Читаем Личность и Абсолют полностью

Один из ранних русских критиков хайдеггеровского «Бытия и времени» увидел там бытовую прозу, мир домохозяйки. Той же близости к житейскому не боится и Лосев. «Возможна ли нормальная (!) человеческая жизнь без сознательного общения человека с другим человеком или с вещью?» (с. 499)—спрашивает он, и, едва спросив, отвечает: общение есть и в Абсолюте и с Абсолютом. Думать иначе «было бы странным, нарочито–несерьезным искривлением реального жизненного самоощущения. Тут весь секрет в том, что людям не хочется переносить эти житейские отношения и чувства на Абсолют, т. е. не хочется попросту и реально, я бы сказал даже житейски, воспринимать Абсолют» (там же). Опора на повседневность как ближайшее подтверждает, что гуссерлевская ориентация на сознание Лосевым была преодолена и выход к миру через «ближайшее житейское» определенно наметился.

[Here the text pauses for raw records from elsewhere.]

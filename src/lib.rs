//! Longan - A Rust library for filling pre-built slide templates from
//! tracked work items
//!
//! This library takes one structured business record (a tracked work item)
//! and writes it into the named regions of a pre-built slide template,
//! substituting placeholder text while preserving the formatting the
//! template designer baked in. The template's own paragraphs and runs are
//! the only source of styling: writes overwrite text in place or duplicate
//! existing formatting, never invent it.
//!
//! # Features
//!
//! - **Constrained markup conversion**: rendered field markup (`p`, `ul`,
//!   `div`, inline `b`/`i`/`em`) becomes paragraphs and runs in place
//! - **Format preservation**: every write reuses the template's seed run;
//!   inline marks only flip the bold/italic flags
//! - **Bounded table mapping**: variable-length milestone rows are copied
//!   into a fixed grid with column remapping and truncation
//! - **Name-keyed routing**: regions are resolved once against a closed
//!   set of known names; unknown regions are reported, never fatal
//! - **Non-fatal signals**: recoverable conditions land on a serializable
//!   [`Report`] instead of aborting the export
//!
//! # Example - Exporting a record
//!
//! ```rust
//! use longan::export::{Exporter, MemoryRecord};
//! use longan::slide::{RunFormat, Shape, Slide, TextBody, TextRun};
//!
//! # fn main() -> Result<(), longan::Error> {
//! // The embedding application loads the template model; every region
//! // arrives pre-formatted with one paragraph holding one run.
//! let seed = TextRun::new(
//!     "",
//!     RunFormat {
//!         font_size: Some(20),
//!         ..Default::default()
//!     },
//! );
//! let mut slide = Slide::new();
//! slide.push_shape(Shape::text("Key Placeholder", TextBody::seeded(seed.clone())));
//! slide.push_shape(Shape::text("Summary Placeholder", TextBody::seeded(seed)));
//!
//! let record = MemoryRecord::new("PROJ-1234", "Ship the exporter");
//! let report = Exporter::new().export(&record, &mut slide)?;
//!
//! assert!(report.is_clean());
//! let key = slide.shape_by_name("Key Placeholder").unwrap();
//! assert_eq!(key.text_body().unwrap().text(), "PROJ-1234");
//! # Ok(())
//! # }
//! ```
//!
//! # Example - Converting one field by hand
//!
//! ```rust
//! use longan::convert::SlideWriter;
//! use longan::html::parse_fragment;
//! use longan::slide::{FormattedSlot, TextBody, TextRun};
//!
//! # fn main() -> Result<(), longan::Error> {
//! let root = parse_fragment("<p><b>Hi</b> <i>there</i></p>")?;
//! let mut body = TextBody::seeded(TextRun::plain(""));
//! let mut slot = FormattedSlot::new(&mut body)?;
//!
//! let mut writer = SlideWriter::new();
//! writer.write_to_shape(&root, &mut slot);
//!
//! let runs = body.paragraphs()[0].runs();
//! assert_eq!(runs.len(), 3);
//! assert!(runs[0].format().bold);
//! assert!(runs[2].format().italic);
//! # Ok(())
//! # }
//! ```
//!
//! # Scope
//!
//! The export is synchronous and per-request: one record, one freshly
//! loaded template model, one traversal. Loading the template from a file
//! and serializing the finished model back out are the embedding
//! application's responsibilities, as are authentication and delivery.

/// Common types, traits, and utilities shared across the crate
///
/// This module provides the unified error type, the non-fatal signal
/// report, entity decoding, and shared style primitives.
pub mod common;

/// Markup-to-rich-text conversion
///
/// This module converts constrained markup trees onto pre-formatted
/// template slots: paragraph/bullet conversion, sectioned fields, and
/// bounded table-row mapping.
pub mod convert;

/// Record-to-template export
///
/// This module routes record fields into named template regions and
/// collects the signals raised along the way.
pub mod export;

/// Markup tree for rendered record fields
///
/// This module provides the constrained fragment parser and the node types
/// the converter walks.
pub mod html;

/// In-memory model of the slide template
///
/// This module provides the rich-text primitives (runs, paragraphs,
/// bodies), fixed-size tables, named shapes, and validated slot access.
pub mod slide;

// Re-export commonly used types for convenience
pub use common::{Error, RGBColor, Report, Result, Signal};
pub use convert::SlideWriter;
pub use export::{Exporter, MemoryRecord, Record, RegionKind};
pub use html::{HtmlElement, HtmlNode, Tag, parse_fragment};
pub use slide::{
    FormattedSlot, Paragraph, RunFormat, Shape, ShapeContent, Slide, Table, TableCell, TextBody,
    TextRun,
};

К сожалению, здесь рукописное продолжение «Диалектики мифа» обрывается так же, как на обещании дальнейшей работы была оборвана и опубликованная часть этой книги. Но теперь мы уже знаем достаточно, чтобы не делать больше ошибки, принимая лосевские системы категорий за дедукции и конструкции [974]. Недостаточно и видеть за конструкцией критическое разыгрывание метафизических схем, их преодоление и прорыв к свободе [975]. «Абсолютная мифология» и «абсолютная диалектика» были названиями, пусть не вполне адекватными, опыта оригинальной феноменологии в России, библейской стране. По размаху и мощи этот прерванный опыт мало уступал философским открытиям, которые в те же годы были сделаны в двух других европейских империях, распавшихся в первой мировой войне.

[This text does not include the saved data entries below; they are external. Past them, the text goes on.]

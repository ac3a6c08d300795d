use std::time::Duration;

use async_trait::async_trait;
use redis::aio::ConnectionManager;
use redis::Script;

use crate::clock::SharedClock;
use crate::error::{AppError, Result};
use crate::models::client::Role;
use crate::models::pairing::{MatchRecord, PairingEntry};
use crate::repositories::pairing_store::*;

/// KEYS: pool, entries, state, timeout.
/// ARGV: client_id, entry_json, score_ms, timeout_secs, force, role, state_ttl_secs.
const JOIN_SCRIPT: &str = r#"
local holder = redis.call('HGET', KEYS[3], ARGV[6])
local status = redis.call('HGET', KEYS[3], ARGV[6] .. ':status')
local replaced = ''
if holder and status == 'waiting' and redis.call('GET', KEYS[4]) == holder then
  if holder ~= ARGV[1] then
    if ARGV[5] ~= '1' then
      return {'conflict', holder}
    end
    replaced = holder
  end
end
if holder then
  redis.call('ZREM', KEYS[1], holder)
  redis.call('HDEL', KEYS[2], holder)
end
redis.call('ZADD', KEYS[1], ARGV[3], ARGV[1])
redis.call('HSET', KEYS[2], ARGV[1], ARGV[2])
redis.call('HSET', KEYS[3], ARGV[6], ARGV[1], ARGV[6] .. ':status', 'waiting')
redis.call('HDEL', KEYS[3], ARGV[6] .. ':pair')
redis.call('EXPIRE', KEYS[3], ARGV[7])
redis.call('SET', KEYS[4], ARGV[1], 'EX', ARGV[4])
return {'joined', replaced}
"#;

/// KEYS: opposite pool, opposite entries, own pool, own entries, state, new match record.
/// ARGV: user_id, role, opposite role, client_id, pair_id, now_ms, record_ttl_secs,
/// timeout prefix, matched prefix.
const MATCH_SCRIPT: &str = r#"
local own_status = redis.call('HGET', KEYS[5], ARGV[2] .. ':status')
local own_holder = redis.call('HGET', KEYS[5], ARGV[2])
if own_status == 'matched' and own_holder == ARGV[4] then
  local pair = redis.call('HGET', KEYS[5], ARGV[2] .. ':pair')
  if pair then
    local existing = redis.call('GET', ARGV[9] .. pair)
    if existing then
      return {'matched', existing}
    end
  end
end
if own_holder ~= ARGV[4] or own_status ~= 'waiting'
  or redis.call('GET', ARGV[8] .. ARGV[1] .. ':' .. ARGV[2]) ~= ARGV[4]
  or not redis.call('ZSCORE', KEYS[3], ARGV[4]) then
  return {'not_waiting', ''}
end

local live = 0
for _, cid in ipairs(redis.call('ZRANGE', KEYS[1], 0, -1)) do
  local raw = redis.call('HGET', KEYS[2], cid)
  if not raw then
    redis.call('ZREM', KEYS[1], cid)
  else
    local entry = cjson.decode(raw)
    local marker = redis.call('GET', ARGV[8] .. entry.user_id .. ':' .. ARGV[3])
    if marker == cid then
      if entry.user_id == ARGV[1] then
        local card, pos = ARGV[4], cid
        if ARGV[2] == 'pos-end' then
          card, pos = cid, ARGV[4]
        end
        local record = cjson.encode({
          pair_id = ARGV[5],
          user_id = ARGV[1],
          card_end_client = card,
          pos_end_client = pos,
          matched_at_ms = tonumber(ARGV[6]),
        })
        redis.call('SET', KEYS[6], record, 'EX', ARGV[7])
        redis.call('ZREM', KEYS[1], cid)
        redis.call('HDEL', KEYS[2], cid)
        redis.call('ZREM', KEYS[3], ARGV[4])
        redis.call('HDEL', KEYS[4], ARGV[4])
        redis.call('HSET', KEYS[5],
          ARGV[2] .. ':status', 'matched', ARGV[2] .. ':pair', ARGV[5],
          ARGV[3], cid, ARGV[3] .. ':status', 'matched', ARGV[3] .. ':pair', ARGV[5])
        redis.call('DEL', ARGV[8] .. ARGV[1] .. ':' .. ARGV[2], ARGV[8] .. ARGV[1] .. ':' .. ARGV[3])
        redis.call('EXPIRE', KEYS[5], ARGV[7])
        return {'matched', record}
      end
      live = live + 1
    end
  end
end
return {'waiting', tostring(live)}
"#;

/// KEYS: pool, entries, state, timeout. ARGV: role, only_client ('' for any).
const CANCEL_SCRIPT: &str = r#"
local holder = redis.call('HGET', KEYS[3], ARGV[1])
if not holder then
  return false
end
if ARGV[2] ~= '' and ARGV[2] ~= holder then
  return false
end
local status = redis.call('HGET', KEYS[3], ARGV[1] .. ':status')
local live = status == 'waiting' and redis.call('GET', KEYS[4]) == holder
local removed = redis.call('ZREM', KEYS[1], holder)
redis.call('HDEL', KEYS[2], holder)
redis.call('HDEL', KEYS[3], ARGV[1], ARGV[1] .. ':status', ARGV[1] .. ':pair')
redis.call('DEL', KEYS[4])
if live and removed == 1 then
  return holder
end
return false
"#;

/// KEYS: card-end pool, card-end entries, pos-end pool, pos-end entries.
/// ARGV: timeout prefix, state prefix, status ttl secs, 'card-end', 'pos-end'.
const SWEEP_SCRIPT: &str = r#"
local expired = {}
local roles = {{KEYS[1], KEYS[2], ARGV[4]}, {KEYS[3], KEYS[4], ARGV[5]}}
for _, r in ipairs(roles) do
  for _, cid in ipairs(redis.call('ZRANGE', r[1], 0, -1)) do
    local raw = redis.call('HGET', r[2], cid)
    if not raw then
      redis.call('ZREM', r[1], cid)
    else
      local entry = cjson.decode(raw)
      if redis.call('GET', ARGV[1] .. entry.user_id .. ':' .. r[3]) ~= cid then
        redis.call('ZREM', r[1], cid)
        redis.call('HDEL', r[2], cid)
        local state = ARGV[2] .. entry.user_id
        if redis.call('HGET', state, r[3]) == cid then
          redis.call('HSET', state, r[3] .. ':status', 'timeout')
          redis.call('EXPIRE', state, ARGV[3])
        end
        table.insert(expired, raw)
      end
    end
  end
end
return expired
"#;

/// KEYS: pool, entries. ARGV: timeout prefix, role.
const LIVE_COUNT_SCRIPT: &str = r#"
local live = 0
for _, cid in ipairs(redis.call('ZRANGE', KEYS[1], 0, -1)) do
  local raw = redis.call('HGET', KEYS[2], cid)
  if raw then
    local entry = cjson.decode(raw)
    if redis.call('GET', ARGV[1] .. entry.user_id .. ':' .. ARGV[2]) == cid then
      live = live + 1
    end
  end
end
return live
"#;

const RELEASE_SCRIPT: &str = r#"
if redis.call('GET', KEYS[1]) == ARGV[1] then
  return redis.call('DEL', KEYS[1])
end
return 0
"#;

/// Pairing store on Redis. Each multi-key mutation is one Lua script.
#[derive(Clone)]
pub struct RedisPairingStore {
    redis: ConnectionManager,
    clock: SharedClock,
    join_script: Script,
    match_script: Script,
    cancel_script: Script,
    sweep_script: Script,
    live_count_script: Script,
    release_script: Script,
}

impl RedisPairingStore {
    /// Creates a new `RedisPairingStore`.
    ///
    /// # Arguments
    ///
    /// * `redis` - The pooled Redis connection.
    /// * `clock` - Supplies join scores and match timestamps.
    pub fn new(redis: ConnectionManager, clock: SharedClock) -> Self {
        Self {
            redis,
            clock,
            join_script: Script::new(JOIN_SCRIPT),
            match_script: Script::new(MATCH_SCRIPT),
            cancel_script: Script::new(CANCEL_SCRIPT),
            sweep_script: Script::new(SWEEP_SCRIPT),
            live_count_script: Script::new(LIVE_COUNT_SCRIPT),
            release_script: Script::new(RELEASE_SCRIPT),
        }
    }

    /// Entries in `role`'s queue whose timeout marker is still theirs.
    async fn live_count(&self, role: Role) -> Result<u64> {
        let live: u64 = self
            .live_count_script
            .key(pool_key(role))
            .key(entries_key(role))
            .arg(TIMEOUT_PREFIX)
            .arg(role.as_str())
            .invoke_async(&mut self.redis.clone())
            .await?;
        Ok(live)
    }
}

fn corrupt(what: &str, e: impl std::fmt::Display) -> AppError {
    AppError::Internal(format!("Corrupt {} in pairing store: {}", what, e))
}

#[async_trait]
impl PairingStore for RedisPairingStore {
    async fn join(&self, entry: &PairingEntry, timeout: Duration, force: bool) -> Result<JoinOutcome> {
        let payload = sonic_rs::to_string(entry)?;
        let reply: Vec<String> = self
            .join_script
            .key(pool_key(entry.role))
            .key(entries_key(entry.role))
            .key(state_key(&entry.user_id))
            .key(timeout_key(&entry.user_id, entry.role))
            .arg(&entry.client_id)
            .arg(payload)
            .arg(entry.joined_at.timestamp_millis())
            .arg(timeout.as_secs().max(1))
            .arg(if force { "1" } else { "0" })
            .arg(entry.role.as_str())
            .arg((timeout + STATE_MARGIN).as_secs())
            .invoke_async(&mut self.redis.clone())
            .await?;

        match reply.as_slice() {
            [tag, _] if tag == "conflict" => Err(AppError::Conflict(format!(
                "User {} is already pairing as {}",
                entry.user_id, entry.role
            ))),
            [tag, replaced] if tag == "joined" && replaced.is_empty() => Ok(JoinOutcome::Joined),
            [tag, replaced] if tag == "joined" => Ok(JoinOutcome::Replaced(replaced.clone())),
            other => Err(corrupt("join reply", format!("{:?}", other))),
        }
    }

    async fn try_match(
        &self,
        user_id: &str,
        role: Role,
        client_id: &str,
        pair_id: &str,
        record_ttl: Duration,
    ) -> Result<StoreMatch> {
        let opposite = role.opposite();
        let reply: Vec<String> = self
            .match_script
            .key(pool_key(opposite))
            .key(entries_key(opposite))
            .key(pool_key(role))
            .key(entries_key(role))
            .key(state_key(user_id))
            .key(matched_key(pair_id))
            .arg(user_id)
            .arg(role.as_str())
            .arg(opposite.as_str())
            .arg(client_id)
            .arg(pair_id)
            .arg(self.clock.now().timestamp_millis())
            .arg(record_ttl.as_secs().max(1))
            .arg(TIMEOUT_PREFIX)
            .arg(MATCHED_PREFIX)
            .invoke_async(&mut self.redis.clone())
            .await?;

        match reply.as_slice() {
            [tag, record] if tag == "matched" => {
                let record: MatchRecord =
                    sonic_rs::from_str(record).map_err(|e| corrupt("match record", e))?;
                Ok(StoreMatch::Matched(record))
            }
            [tag, live] if tag == "waiting" => Ok(StoreMatch::Waiting(
                live.parse().map_err(|e| corrupt("queue count", e))?,
            )),
            [tag, _] if tag == "not_waiting" => Ok(StoreMatch::NotWaiting),
            other => Err(corrupt("match reply", format!("{:?}", other))),
        }
    }

    async fn cancel(&self, user_id: &str, role: Role, only_client: Option<&str>) -> Result<Option<String>> {
        let removed: Option<String> = self
            .cancel_script
            .key(pool_key(role))
            .key(entries_key(role))
            .key(state_key(user_id))
            .key(timeout_key(user_id, role))
            .arg(role.as_str())
            .arg(only_client.unwrap_or(""))
            .invoke_async(&mut self.redis.clone())
            .await?;
        Ok(removed)
    }

    async fn status(&self, user_id: &str, role: Role) -> Result<StoreStatus> {
        let mut conn = self.redis.clone();
        let fields: Vec<Option<String>> = redis::cmd("HMGET")
            .arg(state_key(user_id))
            .arg(role.as_str())
            .arg(format!("{}:status", role))
            .arg(format!("{}:pair", role))
            .query_async(&mut conn)
            .await?;

        let (Some(client_id), Some(status)) = (
            fields.first().cloned().flatten(),
            fields.get(1).cloned().flatten(),
        ) else {
            return Ok(StoreStatus::Idle);
        };

        match status.as_str() {
            "waiting" => {
                let marker: Option<String> = redis::cmd("GET")
                    .arg(timeout_key(user_id, role))
                    .query_async(&mut conn)
                    .await?;
                let raw: Option<String> = redis::cmd("HGET")
                    .arg(entries_key(role))
                    .arg(&client_id)
                    .query_async(&mut conn)
                    .await?;
                match (marker, raw) {
                    (Some(marker), Some(raw)) if marker == client_id => {
                        let entry: PairingEntry =
                            sonic_rs::from_str(&raw).map_err(|e| corrupt("pairing entry", e))?;
                        let opposite_waiting = self.live_count(role.opposite()).await?;
                        Ok(StoreStatus::Waiting {
                            entry,
                            opposite_waiting,
                        })
                    }
                    _ => Ok(StoreStatus::TimedOut { client_id }),
                }
            }
            "matched" => {
                let Some(pair_id) = fields.get(2).cloned().flatten() else {
                    return Ok(StoreStatus::Idle);
                };
                let raw: Option<String> = redis::cmd("GET")
                    .arg(matched_key(&pair_id))
                    .query_async(&mut conn)
                    .await?;
                match raw {
                    Some(raw) => Ok(StoreStatus::Matched(
                        sonic_rs::from_str(&raw).map_err(|e| corrupt("match record", e))?,
                    )),
                    None => Ok(StoreStatus::Idle),
                }
            }
            "timeout" => Ok(StoreStatus::TimedOut { client_id }),
            _ => Ok(StoreStatus::Idle),
        }
    }

    async fn sweep(&self) -> Result<Vec<PairingEntry>> {
        let raw: Vec<String> = self
            .sweep_script
            .key(pool_key(Role::CardEnd))
            .key(entries_key(Role::CardEnd))
            .key(pool_key(Role::PosEnd))
            .key(entries_key(Role::PosEnd))
            .arg(TIMEOUT_PREFIX)
            .arg(state_key(""))
            .arg(STATE_MARGIN.as_secs())
            .arg(Role::CardEnd.as_str())
            .arg(Role::PosEnd.as_str())
            .invoke_async(&mut self.redis.clone())
            .await?;

        raw.iter()
            .map(|r| sonic_rs::from_str(r).map_err(|e| corrupt("pairing entry", e)))
            .collect()
    }

    async fn acquire_lease(&self, key: &str, holder: &str, ttl: Duration) -> Result<bool> {
        let acquired: Option<String> = redis::cmd("SET")
            .arg(key)
            .arg(holder)
            .arg("NX")
            .arg("PX")
            .arg(ttl.as_millis().max(1) as u64)
            .query_async(&mut self.redis.clone())
            .await?;
        Ok(acquired.is_some())
    }

    async fn release_lease(&self, key: &str, holder: &str) -> Result<()> {
        let _: i64 = self
            .release_script
            .key(key)
            .arg(holder)
            .invoke_async(&mut self.redis.clone())
            .await?;
        Ok(())
    }
}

Вопрос, почему А. Ф. Лосев называет «мифологией» почву «реального и непосредственного чувственного восприятия», остается нерешенным. Обязательное включение «абсолютн[ого] же опыт [а ]», так чтобы не пропадал «ни один момент—ни чувственный, ни сверхчувственный» (с. 499—500), и подавно далеко от наших представлений о мифологии. Следует ли отсюда, что мифологию надо научиться понимать как–то иначе? Безусловно, и первой неожиданностью здесь будет ее переход в диалектику цвета, в отношении которой Лосев предупреждает: «Тут мы касаемся очень важной области, которой, кажется, не касалась еще ни одна диалектическая мысль» (с. 505). Лосев тут принципиально прав в том, что касается известной ему гегельянской и кантианской традиции вплоть до Гуссерля. Но к этому времени тема цвета была уже намечена в «Логико–философдком трактате» Витгенштейна, который, в отличие от Лосева, успел развернуть ее по–разному во всех своих рукописях (при жизни, кроме «Трактата», он ничего не публиковал), и особенно в «Заметках о цвете» [976]. Не знать о своем тайном и намеренно таящемся попутчике Лосеву было тем более простительно, что усилия Витгенштейна и уж подавно его, Лосева, собственные усилия понять свет и цвет остались в основном незамеченными [977]. Разбор учения Лосева о цвете, прежде всего в новых найденных Азой Алибековной рукописях, и в частности анализ перекличек этого учения с «Farbenlehre» Гёте, приходится, прежде всего из–за важности дела, оставить на потом. Возможно, в свете лосевских прозрений удастся по–новому прочесть и книги Гёте о цвете. Лосев сходно с Гёте объясняет видимую нами цветность «объективной природой Неба и объективным отпадением Земли от Неба». Близко к Гёте он говорит об «энергиях» цвета. Трактат Лосева о цвете, сам по себе много чего стоящий, написан с космическим и духовидческим размахом, когда видимое Небо оказывается в промежутке между раем и адом.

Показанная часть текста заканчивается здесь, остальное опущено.